The kernel trace proved this assumption. According to the kernel trace,
In normal case,
- the time between two NTSC fields (FE of the first one, FS of the second one) is 560us ~ 1ms;
- the time between ISR returning an event and the event being passed to the thread is 5 ~ 10us;
- once get a chance to run, the capture thread spends 60us to do it’s work (buffer handling, re-arm interrupts)
In the false case,
- It takes too long for the sigevent/pulse to be delivered to the thread (by kernel) after 600us ~ 800us.
- the pulse is delivered immediately, and the thread gets ready soon. However, the kernel waits about 600~800us to schedule it to run.
- in either case, when the capture interface is reenabled by the capture thread, it has missed the FS signal of a field. and can only starting capturing until the FS signal of the next field arrives.
After analyzing the kernel trace with one kernel expert, we found two reasons for this long time delay.
- The pulse was initialized with the priority “SIGEV_PULSE_PRIO_INHERIT”, which indicates the pulse inherits the priority from the process, and the driver “wants the thread that receives the pulse to run at the initial priority of the process”(per QNX document).
- the pulse inherits a priority “10”.
- There is a kernel thread with priority 10 is running on the same CPU when ISR handler returns a pulse.
- The kernel sees a priority 10 pulse with SIGEV_PULSE_PRIO_INHERIT defined, and knows a priority 10 thread is running. Therefore, it doesn’t deliver the pulse to the thread until it knows the current thread is going to be blocked(the kernel is lazy, until it has to do something?)
This could be fixed by setting an explicit priority number to the pulse (the same as the thread priority).
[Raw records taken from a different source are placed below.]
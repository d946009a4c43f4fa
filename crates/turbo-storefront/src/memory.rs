//! In-memory document.
//!
//! Holds a flat list of elements keyed by id, plus the side effects a real
//! page would show (alerts, confirmations, navigation). Used by tests and by
//! any host that renders the page itself.

use std::collections::VecDeque;

use crate::dom::{AttributeRow, Document};
use crate::sections::{escape_html, render_attribute_rows, unescape_html};
use crate::SyncError;

/// Default page location.
pub const DEFAULT_LOCATION: &str = "http://localhost:8000/";

/// One element of a [`MemoryDocument`].
#[derive(Debug, Clone, Default, PartialEq, Eq)]
pub struct Element {
    pub value: String,
    pub html: String,
    /// Fragments inserted with `append_html` since the last reset.
    pub fragments: Vec<String>,
    pub attributes: Vec<(String, String)>,
    pub classes: Vec<String>,
    pub disabled: bool,
    /// Rows when the element is an attribute list.
    pub rows: Vec<AttributeRow>,
    pub row_class: Option<String>,
}

impl Element {
    pub fn new() -> Self {
        Self::default()
    }

    pub fn with_value(mut self, value: impl Into<String>) -> Self {
        self.value = value.into();
        self
    }

    pub fn with_text(mut self, text: &str) -> Self {
        self.html = escape_html(text);
        self
    }

    pub fn with_attribute(mut self, name: &str, value: impl Into<String>) -> Self {
        self.put_attribute(name, value.into());
        self
    }

    pub fn with_class(mut self, class: &str) -> Self {
        self.add_class(class);
        self
    }

    pub fn with_rows(mut self, row_class: &str, rows: Vec<AttributeRow>) -> Self {
        self.replace_rows(row_class, rows);
        self
    }

    pub fn attribute(&self, name: &str) -> Option<&str> {
        self.attributes
            .iter()
            .find(|(k, _)| k == name)
            .map(|(_, v)| v.as_str())
    }

    fn put_attribute(&mut self, name: &str, value: String) {
        match self.attributes.iter_mut().find(|(k, _)| k == name) {
            Some(entry) => entry.1 = value,
            None => self.attributes.push((name.to_string(), value)),
        }
    }

    fn add_class(&mut self, class: &str) {
        for c in class.split_whitespace() {
            if !self.classes.iter().any(|existing| existing == c) {
                self.classes.push(c.to_string());
            }
        }
    }

    fn has_classes(&self, class: &str) -> bool {
        let mut wanted = class.split_whitespace().peekable();
        wanted.peek().is_some() && wanted.all(|c| self.classes.iter().any(|have| have == c))
    }

    fn replace_rows(&mut self, row_class: &str, rows: Vec<AttributeRow>) {
        self.html = render_attribute_rows(row_class, &rows);
        self.fragments.clear();
        self.rows = rows;
        self.row_class = Some(row_class.to_string());
    }

    fn reset_content(&mut self, html: String) {
        self.html = html;
        self.fragments.clear();
        self.rows.clear();
    }
}

/// A page held in memory.
#[derive(Debug, Clone)]
pub struct MemoryDocument {
    location: String,
    cookie: String,
    elements: Vec<(String, Element)>,
    alerts: Vec<String>,
    confirmations: Vec<String>,
    confirm_answers: VecDeque<bool>,
    navigations: Vec<String>,
}

impl Default for MemoryDocument {
    fn default() -> Self {
        Self::new()
    }
}

impl MemoryDocument {
    pub fn new() -> Self {
        Self {
            location: DEFAULT_LOCATION.to_string(),
            cookie: String::new(),
            elements: Vec::new(),
            alerts: Vec::new(),
            confirmations: Vec::new(),
            confirm_answers: VecDeque::new(),
            navigations: Vec::new(),
        }
    }

    pub fn with_location(mut self, location: impl Into<String>) -> Self {
        self.location = location.into();
        self
    }

    pub fn with_cookie(mut self, cookie: impl Into<String>) -> Self {
        self.cookie = cookie.into();
        self
    }

    /// Add (or replace) an element.
    pub fn with_element(mut self, id: &str, element: Element) -> Self {
        self.insert(id, element);
        self
    }

    /// Queue the answer of the next `confirm` prompt. Unqueued prompts answer yes.
    pub fn answer_confirm(&mut self, answer: bool) {
        self.confirm_answers.push_back(answer);
    }

    pub fn insert(&mut self, id: &str, element: Element) {
        match self.elements.iter_mut().find(|(k, _)| k == id) {
            Some(entry) => entry.1 = element,
            None => self.elements.push((id.to_string(), element)),
        }
    }

    pub fn element(&self, id: &str) -> Option<&Element> {
        self.elements.iter().find(|(k, _)| k == id).map(|(_, e)| e)
    }

    pub fn contains(&self, id: &str) -> bool {
        self.element(id).is_some()
    }

    pub fn alerts(&self) -> &[String] {
        &self.alerts
    }

    pub fn confirmations(&self) -> &[String] {
        &self.confirmations
    }

    pub fn navigations(&self) -> &[String] {
        &self.navigations
    }

    fn element_mut(&mut self, id: &str) -> Result<&mut Element, SyncError> {
        self.elements
            .iter_mut()
            .find(|(k, _)| k == id)
            .map(|(_, e)| e)
            .ok_or_else(|| SyncError::MissingElement(id.to_string()))
    }
}

impl Document for MemoryDocument {
    fn location(&self) -> String {
        self.location.clone()
    }

    fn cookie(&self) -> String {
        self.cookie.clone()
    }

    fn value(&self, id: &str) -> Option<String> {
        self.element(id).map(|e| e.value.clone())
    }

    fn set_value(&mut self, id: &str, value: &str) -> Result<(), SyncError> {
        self.element_mut(id)?.value = value.to_string();
        Ok(())
    }

    fn text(&self, id: &str) -> Option<String> {
        self.element(id).map(|e| unescape_html(&e.html))
    }

    fn set_text(&mut self, id: &str, text: &str) -> Result<(), SyncError> {
        self.element_mut(id)?.reset_content(escape_html(text));
        Ok(())
    }

    fn inner_html(&self, id: &str) -> Option<String> {
        self.element(id).map(|e| e.html.clone())
    }

    fn set_inner_html(&mut self, id: &str, html: &str) -> Result<(), SyncError> {
        self.element_mut(id)?.reset_content(html.to_string());
        Ok(())
    }

    fn append_html(&mut self, id: &str, html: &str) -> Result<(), SyncError> {
        let element = self.element_mut(id)?;
        element.html.push_str(html);
        element.fragments.push(html.to_string());
        Ok(())
    }

    fn attribute(&self, id: &str, name: &str) -> Option<String> {
        self.element(id)?.attribute(name).map(String::from)
    }

    fn set_attribute(&mut self, id: &str, name: &str, value: &str) -> Result<(), SyncError> {
        self.element_mut(id)?.put_attribute(name, value.to_string());
        Ok(())
    }

    fn is_disabled(&self, id: &str) -> Option<bool> {
        self.element(id).map(|e| e.disabled)
    }

    fn set_disabled(&mut self, id: &str, disabled: bool) -> Result<(), SyncError> {
        self.element_mut(id)?.disabled = disabled;
        Ok(())
    }

    fn has_class(&self, id: &str, class: &str) -> bool {
        self.element(id).is_some_and(|e| e.has_classes(class))
    }

    fn set_class_name(&mut self, id: &str, class_name: &str) -> Result<(), SyncError> {
        let element = self.element_mut(id)?;
        element.classes.clear();
        element.add_class(class_name);
        Ok(())
    }

    fn add_class(&mut self, id: &str, class: &str) -> Result<(), SyncError> {
        self.element_mut(id)?.add_class(class);
        Ok(())
    }

    fn remove_class(&mut self, id: &str, class: &str) -> Result<(), SyncError> {
        self.element_mut(id)?.classes.retain(|c| c != class);
        Ok(())
    }

    fn ids_with_class(&self, class: &str) -> Vec<String> {
        self.elements
            .iter()
            .filter(|(_, e)| e.has_classes(class))
            .map(|(id, _)| id.clone())
            .collect()
    }

    fn remove_element(&mut self, id: &str) -> bool {
        let before = self.elements.len();
        self.elements.retain(|(k, _)| k != id);
        self.elements.len() != before
    }

    fn attribute_rows(&self, row_class: &str) -> Vec<AttributeRow> {
        self.elements
            .iter()
            .filter(|(_, e)| e.row_class.as_deref() == Some(row_class))
            .flat_map(|(_, e)| e.rows.iter().cloned())
            .collect()
    }

    fn set_attribute_rows(
        &mut self,
        list_id: &str,
        row_class: &str,
        rows: &[AttributeRow],
    ) -> Result<(), SyncError> {
        self.element_mut(list_id)?
            .replace_rows(row_class, rows.to_vec());
        Ok(())
    }

    fn alert(&mut self, message: &str) {
        self.alerts.push(message.to_string());
    }

    fn confirm(&mut self, message: &str) -> bool {
        self.confirmations.push(message.to_string());
        self.confirm_answers.pop_front().unwrap_or(true)
    }

    fn navigate(&mut self, url: &str) {
        self.navigations.push(url.to_string());
    }
}

#[cfg(test)]
mod tests {
    use super::*;

    #[test]
    fn test_missing_element_setter_fails() {
        let mut dom = MemoryDocument::new();
        assert_eq!(
            dom.set_text("nope", "x"),
            Err(SyncError::MissingElement("nope".to_string()))
        );
        assert_eq!(dom.value("nope"), None);
    }

    #[test]
    fn test_text_is_escaped_in_html() {
        let mut dom = MemoryDocument::new().with_element("t", Element::new());
        dom.set_text("t", "A & B").unwrap();
        assert_eq!(dom.inner_html("t").as_deref(), Some("A &amp; B"));
        assert_eq!(dom.text("t").as_deref(), Some("A & B"));
    }

    #[test]
    fn test_classes() {
        let mut dom = MemoryDocument::new()
            .with_element("a", Element::new().with_class("thumbnail active"))
            .with_element("b", Element::new().with_class("thumbnail"))
            .with_element("c", Element::new());

        assert_eq!(dom.ids_with_class("thumbnail"), vec!["a", "b"]);
        assert!(dom.has_class("a", "active"));
        dom.remove_class("a", "active").unwrap();
        assert!(!dom.has_class("a", "active"));
        dom.set_class_name("c", "message error show").unwrap();
        assert!(dom.has_class("c", "message show"));
        assert!(!dom.has_class("c", ""));
    }

    #[test]
    fn test_append_and_reset() {
        let mut dom = MemoryDocument::new().with_element("grid", Element::new().with_text("old"));
        dom.set_inner_html("grid", "").unwrap();
        dom.append_html("grid", "<div>1</div>").unwrap();
        dom.append_html("grid", "<div>2</div>").unwrap();
        let grid = dom.element("grid").unwrap();
        assert_eq!(grid.fragments.len(), 2);
        assert_eq!(grid.html, "<div>1</div><div>2</div>");
    }

    #[test]
    fn test_rows_in_document_order() {
        let mut dom = MemoryDocument::new()
            .with_element(
                "list",
                Element::new().with_rows("attr", vec![AttributeRow::new("Color", "Red")]),
            )
            .with_element("other", Element::new().with_rows("misc", vec![AttributeRow::new("X", "1")]));

        assert_eq!(dom.attribute_rows("attr"), vec![AttributeRow::new("Color", "Red")]);

        dom.set_attribute_rows("list", "attr", &[]).unwrap();
        assert!(dom.attribute_rows("attr").is_empty());
        assert_eq!(dom.inner_html("list").as_deref(), Some(""));
    }

    #[test]
    fn test_confirm_answers_queue() {
        let mut dom = MemoryDocument::new();
        dom.answer_confirm(false);
        assert!(!dom.confirm("Sure?"));
        assert!(dom.confirm("Sure?"));
        assert_eq!(dom.confirmations().len(), 2);
    }

    #[test]
    fn test_remove_element() {
        let mut dom = MemoryDocument::new().with_element("row", Element::new());
        assert!(dom.remove_element("row"));
        assert!(!dom.remove_element("row"));
    }
}
//! Formatting applied to the payment inputs on every keystroke.

/// Keep ASCII digits only.
pub fn digits_only(input: &str) -> String {
    input.chars().filter(|c| c.is_ascii_digit()).collect()
}

/// Group a card number into blocks of four separated by spaces.
///
/// Whitespace already present is dropped first, so formatting is idempotent.
pub fn format_card_number(input: &str) -> String {
    let compact: Vec<char> = input.chars().filter(|c| !c.is_whitespace()).collect();
    compact
        .chunks(4)
        .map(|chunk| chunk.iter().collect::<String>())
        .collect::<Vec<_>>()
        .join(" ")
}

/// Format an expiry date as `MM/YY` once two digits are present.
///
/// Digits beyond the fourth are dropped.
pub fn format_expiry(input: &str) -> String {
    let digits = digits_only(input);
    if digits.len() < 2 {
        return digits;
    }
    let (month, year) = digits.split_at(2);
    let year: String = year.chars().take(2).collect();
    format!("{}/{}", month, year)
}

#[cfg(test)]
mod tests {
    use super::*;

    #[test]
    fn test_card_number_groups() {
        assert_eq!(format_card_number("4242424242424242"), "4242 4242 4242 4242");
        assert_eq!(format_card_number("4242 42424"), "4242 4242 4");
        assert_eq!(format_card_number("424"), "424");
        assert_eq!(format_card_number(""), "");
    }

    #[test]
    fn test_card_number_idempotent() {
        let once = format_card_number("12345678");
        assert_eq!(format_card_number(&once), once);
    }

    #[test]
    fn test_expiry() {
        assert_eq!(format_expiry("1"), "1");
        assert_eq!(format_expiry("12"), "12/");
        assert_eq!(format_expiry("1227"), "12/27");
        assert_eq!(format_expiry("12/27"), "12/27");
        assert_eq!(format_expiry("122799"), "12/27");
        assert_eq!(format_expiry("ab"), "");
    }

    #[test]
    fn test_cvv_digits_only() {
        assert_eq!(digits_only("1a2 3"), "123");
    }
}
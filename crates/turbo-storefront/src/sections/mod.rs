//! HTML fragments inserted by the page handlers.

mod attribute_row;
mod modal;
mod product_card;

pub use attribute_row::*;
pub use modal::*;
pub use product_card::*;

pub(crate) fn escape_html(s: &str) -> String {
    s.replace('&', "&amp;")
        .replace('<', "&lt;")
        .replace('>', "&gt;")
        .replace('"', "&quot;")
        .replace('\'', "&#39;")
}

pub(crate) fn unescape_html(s: &str) -> String {
    s.replace("&lt;", "<")
        .replace("&gt;", ">")
        .replace("&quot;", "\"")
        .replace("&#39;", "'")
        .replace("&amp;", "&")
}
- Adaptive Partitioning is used( Note that APS isn’t a strictly priority-based scheduler). At some points, the partition hw_capture_thread belongs to was out of budget, then hw_capture _thread waited too long to be scheduled to run.
- the Partition Summary view shows partition 4, to which capture thread belongs, has 3% budget but consumed 90% of cpu. This is unreasonable.
- Therefore, the system designer should reconsider which threads belong to which partition, partition budgets, etc. They can consider moving the thread into a different partition, or changing partition budget, or marking thread as critical – depending on what they are trying to accomplish with APS. “
Usually, ISR handler only do some register read/write, and whatever is mandatary. If there are more things to do, it schedules a thread to do the actual work: ISR handler returns a pointer to a const struct sigevent. Then, the kernel looks at the structure and delivers the event to the destination thread.